#### Problem description:
Because the material must match the original, reproduce every line of it exactly.

#### Source data:
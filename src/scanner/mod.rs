// src/scanner/mod.rs
pub mod collector;
pub mod gate;

pub use collector::{audio_files, main_audio_file};
pub use gate::check_folder;

use log::warn;
use std::path::{Path, PathBuf};
use walkdir::WalkDir;

/// Direct sub-directories of the input folder, in file-name order.
///
/// Entries that cannot be read (dangling links, permission errors) are
/// still returned when their path is known, so the caller can report them.
pub fn candidate_folders(untagged_dir: &Path) -> anyhow::Result<Vec<PathBuf>> {
    if !untagged_dir.is_dir() {
        anyhow::bail!("Input directory does not exist: {}", untagged_dir.display());
    }

    let mut folders = Vec::new();

    for entry in WalkDir::new(untagged_dir)
        .follow_links(true)
        .min_depth(1)
        .max_depth(1)
        .sort_by_file_name()
    {
        match entry {
            Ok(entry) if entry.file_type().is_dir() => folders.push(entry.into_path()),
            Ok(_) => {}
            Err(e) => match e.path() {
                Some(path) => folders.push(path.to_path_buf()),
                None => warn!("⚠️  Unreadable entry in {}: {}", untagged_dir.display(), e),
            },
        }
    }

    Ok(folders)
}

#[cfg(test)]
mod tests {
    use super::*;
    use std::fs;

    #[test]
    fn test_candidate_folders_lists_only_directories() {
        let root = tempfile::tempdir().unwrap();
        fs::create_dir(root.path().join("B Book")).unwrap();
        fs::create_dir(root.path().join("A Book")).unwrap();
        fs::create_dir_all(root.path().join("A Book/nested")).unwrap();
        fs::write(root.path().join("stray.mp3"), b"x").unwrap();

        let folders = candidate_folders(root.path()).unwrap();
        let names: Vec<_> = folders
            .iter()
            .map(|p| p.file_name().unwrap().to_string_lossy().to_string())
            .collect();
        assert_eq!(names, vec!["A Book", "B Book"]);
    }

    #[cfg(unix)]
    #[test]
    fn test_candidate_folders_keeps_unreadable_entries() {
        let root = tempfile::tempdir().unwrap();
        fs::create_dir(root.path().join("A Book")).unwrap();
        std::os::unix::fs::symlink(root.path().join("gone"), root.path().join("B Dangling")).unwrap();

        let folders = candidate_folders(root.path()).unwrap();
        assert_eq!(folders.len(), 2);
        assert!(folders.contains(&root.path().join("A Book")));
        assert!(folders.contains(&root.path().join("B Dangling")));
    }

    #[test]
    fn test_candidate_folders_missing_dir_errors() {
        let root = tempfile::tempdir().unwrap();
        assert!(candidate_folders(&root.path().join("nope")).is_err());
    }
}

#### Your response:
filename src/scanner/mod.rs
// src/scanner/mod.rs
pub mod collector;
pub mod gate;

pub use collector::{audio_files, main_audio_file};
pub use gate::check_folder;

use log::warn;
use std::path::{Path, PathBuf};
use walkdir::WalkDir;

/// Direct sub-directories of the input folder, in file-name order.
///
/// Entries that cannot be read (dangling links, permission errors) are
/// still returned when their path is known, so the caller can report them.
pub fn candidate_folders(untagged_dir: &Path) -> anyhow::Result<Vec<PathBuf>> {
    if !untagged_dir.is_dir() {
        anyhow::bail!("Input directory does not exist: {}", untagged_dir.display());
    }

    let mut folders = Vec::new();

    for entry in WalkDir::new(untagged_dir)
        .follow_links(true)
        .min_depth(1)
        .max_depth(1)
        .sort_by_file_name()
    {
        match entry {
            Ok(entry) if entry.file_type().is_dir() => folders.push(entry.into_path()),
            Ok(_) => {}
            Err(e) => match e.path() {
                Some(path) => folders.push(path.to_path_buf()),
                None => warn!("⚠️  Unreadable entry in {}: {}", untagged_dir.display(), e),
            },
        }
    }

    Ok(folders)
}

#[cfg(test)]
mod tests {
    use super::*;
    use std::fs;

    #[test]
    fn test_candidate_folders_lists_only_directories() {
        let root = tempfile::tempdir().unwrap();
        fs::create_dir(root.path().join("B Book")).unwrap();
        fs::create_dir(root.path().join("A Book")).unwrap();
        fs::create_dir_all(root.path().join("A Book/nested")).unwrap();
        fs::write(root.path().join("stray.mp3"), b"x").unwrap();

        let folders = candidate_folders(root.path()).unwrap();
        let names: Vec<_> = folders
            .iter()
            .map(|p| p.file_name().unwrap().to_string_lossy().to_string())
            .collect();
        assert_eq!(names, vec!["A Book", "B Book"]);
    }

    #[cfg(unix)]
    #[test]
    fn test_candidate_folders_keeps_unreadable_entries() {
        let root = tempfile::tempdir().unwrap();
        fs::create_dir(root.path().join("A Book")).unwrap();
        std::os::unix::fs::symlink(root.path().join("gone"), root.path().join("B Dangling")).unwrap();

        let folders = candidate_folders(root.path()).unwrap();
        assert_eq!(folders.len(), 2);
        assert!(folders.contains(&root.path().join("A Book")));
        assert!(folders.contains(&root.path().join("B Dangling")));
    }

    #[test]
    fn test_candidate_folders_missing_dir_errors() {
        let root = tempfile::tempdir().unwrap();
        assert!(candidate_folders(&root.path().join("nope")).is_err());
    }
}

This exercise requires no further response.